» **What is required**
Find the lines below that contain the string "embeddings". Copy each one.

» **Provided records**

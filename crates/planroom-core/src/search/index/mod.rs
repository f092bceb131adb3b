//! The shared vector index.
//!
//! [`VectorIndex`] owns the three pieces of mutable state that must move
//! together:
//!
//! - the row-aligned vector store ([`VectorSearchEngine`])
//! - the chunk metadata list, where record `i` describes row `i`
//! - the active document map (document id -> owned row ids)
//!
//! # Concurrency
//!
//! All three sit behind one `tokio::sync::RwLock`. Searches take the read
//! lock and may run concurrently; `add`, `add_and_save`, `delete_document`,
//! `compact`, `save` and `load` take the write lock, so a reader never observes a row
//! without its metadata. The index is constructed once and shared by
//! handle (`Arc<VectorIndex<_>>`).
//!
//! # Deletion
//!
//! [`delete_document`](VectorIndex::delete_document) is logical: rows stay
//! in the vector store and raw [`search`](VectorIndex::search) can still
//! return them, flagged `deleted = true`, unless the caller filters on
//! `deleted = false`. [`compact`](VectorIndex::compact) is the maintenance
//! operation that physically drops them.

mod compaction;


use super::fusion::weighted_fusion;
use super::keyword::keyword_scan;
use super::persistence::{
    decode_index, encode_document_map, encode_metadata, encode_vectors, DocumentMap,
    ARTIFACT_KEYS, DOCUMENT_MAP_KEY, METADATA_KEY, VECTORS_KEY,
};
use super::types::{
    Chunk, ChunkId, ChunkKind, ChunkRecord, DocumentId, DocumentSummary, IndexStats,
    MetadataFilter, RowId, ScoredChunk, SearchError,
};
use super::vector::VectorSearchEngine;
use crate::config::{FILTER_OVERFETCH, HYBRID_OVERFETCH};
use crate::storage::StorageBackend;
use std::collections::HashMap;
use tokio::sync::RwLock;
use tracing::{debug, info, instrument, warn};

/// Index state guarded by the lock.
struct IndexState {
    /// Created on first `add` (or on load of a non-empty index)
    vectors: Option<VectorSearchEngine>,
    metadata: Vec<ChunkRecord>,
    document_map: DocumentMap,
}

impl IndexState {
    fn empty() -> Self {
        Self {
            vectors: None,
            metadata: Vec::new(),
            document_map: DocumentMap::new(),
        }
    }

    fn total_vectors(&self) -> usize {
        self.vectors.as_ref().map_or(0, VectorSearchEngine::len)
    }

    /// Appends pre-validated rows and records them in the document map.
    fn append(
        &mut self,
        dimension: usize,
        chunks: Vec<Chunk>,
        embeddings: &[Vec<f32>],
    ) -> Result<Vec<RowId>, SearchError> {
        let vectors = self
            .vectors
            .get_or_insert_with(|| VectorSearchEngine::new(dimension));

        let mut row_ids = Vec::with_capacity(chunks.len());
        for (chunk, embedding) in chunks.into_iter().zip(embeddings.iter()) {
            let row_id = vectors.push(embedding)?;
            debug_assert_eq!(row_id.as_index(), self.metadata.len());

            self.document_map
                .entry(chunk.document_id.clone())
                .or_default()
                .push(row_id);
            self.metadata.push(ChunkRecord { row_id, chunk });
            row_ids.push(row_id);
        }
        Ok(row_ids)
    }

    /// Drops every row at or past `rows`, undoing appends made since the
    /// index held that many rows.
    fn truncate(&mut self, rows: usize) {
        if self.metadata.len() <= rows {
            return;
        }
        self.vectors = self.vectors.as_ref().and_then(|v| {
            let keep: Vec<bool> = (0..v.len()).map(|i| i < rows).collect();
            Some(v.retain(&keep)).filter(|v| !v.is_empty())
        });
        self.metadata.truncate(rows);
        self.document_map.retain(|_, owned| {
            owned.retain(|row| row.as_index() < rows);
            !owned.is_empty()
        });
    }

    fn vector_search(
        &self,
        query: &[f32],
        top_k: usize,
        filter: Option<&MetadataFilter>,
        overfetch: usize,
    ) -> Result<Vec<ScoredChunk>, SearchError> {
        let Some(vectors) = self.vectors.as_ref() else {
            debug!("Search on empty index");
            return Ok(Vec::new());
        };
        vectors.validate(query)?;
        if top_k == 0 {
            return Ok(Vec::new());
        }

        let filter = filter.filter(|f| !f.is_empty());
        let fetch = if filter.is_some() {
            top_k.saturating_mul(overfetch).min(vectors.len())
        } else {
            top_k
        };

        let hits = vectors.search(query, fetch)?;
        Ok(hits
            .into_iter()
            .filter_map(|(row_id, score)| {
                // Rows without metadata are skipped, never surfaced
                let record = self.metadata.get(row_id.as_index())?;
                Some(ScoredChunk {
                    row_id,
                    chunk: record.chunk.clone(),
                    score,
                })
            })
            .filter(|hit| filter.is_none_or(|f| f.matches(&hit.chunk)))
            .take(top_k)
            .collect())
    }

    fn keyword_search(
        &self,
        term: &str,
        top_k: usize,
        filter: Option<&MetadataFilter>,
    ) -> Vec<ScoredChunk> {
        keyword_scan(&self.metadata, term, top_k, filter)
            .into_iter()
            .filter_map(|(row_id, score)| {
                let record = self.metadata.get(row_id.as_index())?;
                Some(ScoredChunk {
                    row_id,
                    chunk: record.chunk.clone(),
                    score,
                })
            })
            .collect()
    }
}

/// Vector index with metadata, document map and persistence.
///
/// # Example
///
/// ```ignore
/// use planroom_core::search::VectorIndex;
/// use planroom_core::storage::FileStorage;
///
/// let index = VectorIndex::open(FileStorage::open("./data")?, 384).await?;
/// index.add(chunks, embeddings).await?;
/// let hits = index.search(&query, 5, Some(&MetadataFilter::active())).await?;
/// index.save().await?;
/// ```
pub struct VectorIndex<S: StorageBackend> {
    state: RwLock<IndexState>,
    storage: S,
    dimension: usize,
}
//! Hybrid retrieval: query keywords, fused search, re-ranking, citations.
//!
//! [`HybridRetriever::retrieve_context`] runs the full query path:
//!
//! 1. Embed the query text
//! 2. Extract keyword candidates (codes, measurements, domain terms)
//! 3. Hybrid search with the configured retrieval width
//! 4. Re-rank by query-term overlap (`+ 0.2 × overlap`)
//! 5. Truncate to `top_k`
//! 6. Partition into text and image contexts, cite every hit
//!
//! Embedding and index failures propagate unchanged. No matches is an
//! empty [`RetrievedContext`], not an error.

mod context;
mod keywords;
mod rerank;

pub use context::{assemble, preview, Citation, ImageContext, RetrievedContext};
pub use keywords::{extract_keywords, DOMAIN_TERMS};
pub use rerank::{rerank_by_query_overlap, term_overlap};

use crate::config::RetrievalConfig;
use crate::embedding::TextEmbedder;
use crate::error::RetrievalError;
use crate::search::{validate_dimension, MetadataFilter, VectorIndex};
use crate::storage::StorageBackend;
use std::convert::Infallible;
use std::fmt;
use std::str::FromStr;
use std::sync::Arc;
use std::time::Instant;
use tracing::{debug, info, instrument};

/// Structured-extraction category with a canned retrieval query.
#[derive(Debug, Clone, PartialEq, Eq, Hash)]
pub enum ExtractionKind {
    DoorSchedule,
    RoomSchedule,
    MepEquipment,
    /// Any other category; its name is used as the query
    Other(String),
}

impl ExtractionKind {
    pub fn as_str(&self) -> &str {
        match self {
            ExtractionKind::DoorSchedule => "door_schedule",
            ExtractionKind::RoomSchedule => "room_schedule",
            ExtractionKind::MepEquipment => "mep_equipment",
            ExtractionKind::Other(name) => name,
        }
    }

    /// Query text sent through [`HybridRetriever::retrieve_context`].
    pub fn query(&self) -> &str {
        match self {
            ExtractionKind::DoorSchedule => "door schedule doors hardware dimensions fire rating",
            ExtractionKind::RoomSchedule => "room schedule finishes floor ceiling wall area",
            ExtractionKind::MepEquipment => "MEP equipment mechanical electrical plumbing HVAC",
            ExtractionKind::Other(name) => name,
        }
    }
}

impl FromStr for ExtractionKind {
    type Err = Infallible;

    fn from_str(s: &str) -> Result<Self, Self::Err> {
        Ok(match s {
            "door_schedule" => ExtractionKind::DoorSchedule,
            "room_schedule" => ExtractionKind::RoomSchedule,
            "mep_equipment" => ExtractionKind::MepEquipment,
            other => ExtractionKind::Other(other.to_string()),
        })
    }
}

impl fmt::Display for ExtractionKind {
    fn fmt(&self, f: &mut fmt::Formatter<'_>) -> fmt::Result {
        f.write_str(self.as_str())
    }
}

/// Query-side orchestrator over a shared [`VectorIndex`].
pub struct HybridRetriever<S: StorageBackend> {
    index: Arc<VectorIndex<S>>,
    embedder: Arc<dyn TextEmbedder>,
    config: RetrievalConfig,
}

impl<S: StorageBackend> HybridRetriever<S> {
    /// Creates a retriever.
    ///
    /// # Errors
    ///
    /// Fails if the config is invalid or the embedder's dimension differs
    /// from the index's.
    pub fn new(
        index: Arc<VectorIndex<S>>,
        embedder: Arc<dyn TextEmbedder>,
        config: RetrievalConfig,
    ) -> Result<Self, RetrievalError> {
        config.validate()?;
        validate_dimension(index.dimension(), embedder.dimension())?;
        Ok(Self {
            index,
            embedder,
            config,
        })
    }

    pub fn config(&self) -> &RetrievalConfig {
        &self.config
    }

    pub fn index(&self) -> &Arc<VectorIndex<S>> {
        &self.index
    }

    /// Retrieves ranked text and image context for `query`.
    ///
    /// `top_k` defaults to the configured re-rank cut. Logically deleted
    /// chunks are excluded unless `filter` sets `deleted` explicitly.
    #[instrument(skip_all, fields(top_k = ?top_k, include_images = include_images))]
    pub async fn retrieve_context(
        &self,
        query: &str,
        top_k: Option<usize>,
        include_images: bool,
        filter: Option<&MetadataFilter>,
    ) -> Result<RetrievedContext, RetrievalError> {
        let start = Instant::now();
        let top_k = top_k.unwrap_or(self.config.top_k);
        let filter = active_filter(filter);

        let query_embedding = self.embedder.embed_text(query).await?;
        let keywords = extract_keywords(query);
        debug!("Extracted keywords: {:?}", keywords);

        let width = self.config.retrieval_width.max(top_k);
        let mut hits = self
            .index
            .hybrid_search(
                &query_embedding,
                &keywords,
                width,
                self.config.vector_weight,
                Some(&filter),
            )
            .await?;

        rerank_by_query_overlap(&mut hits, query, self.config.rerank_boost);
        hits.truncate(top_k);

        let context = assemble(&hits, include_images, self.config.preview_chars);
        info!(
            "Retrieved {} text chunks, {} images in {:.1}ms",
            context.text_contexts.len(),
            context.image_contexts.len(),
            start.elapsed().as_secs_f64() * 1000.0
        );
        Ok(context)
    }

    /// Wider retrieval for structured extraction of `kind`.
    pub async fn retrieve_for_extraction(
        &self,
        kind: &ExtractionKind,
        filter: Option<&MetadataFilter>,
    ) -> Result<RetrievedContext, RetrievalError> {
        info!("Retrieving context for {} extraction", kind);
        self.retrieve_context(
            kind.query(),
            Some(self.config.extraction_top_k),
            true,
            filter,
        )
        .await
    }
}

/// The caller's filter with `deleted = false` unless it says otherwise.
fn active_filter(filter: Option<&MetadataFilter>) -> MetadataFilter {
    match filter {
        Some(f) if f.deleted.is_some() => f.clone(),
        Some(f) => f.clone().with_deleted(false),
        None => MetadataFilter::active(),
    }
}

» **Output for this exercise**
        embeddings: &[Vec<f32>],
        for (chunk, embedding) in chunks.into_iter().zip(embeddings.iter()) {
/// index.add(chunks, embeddings).await?;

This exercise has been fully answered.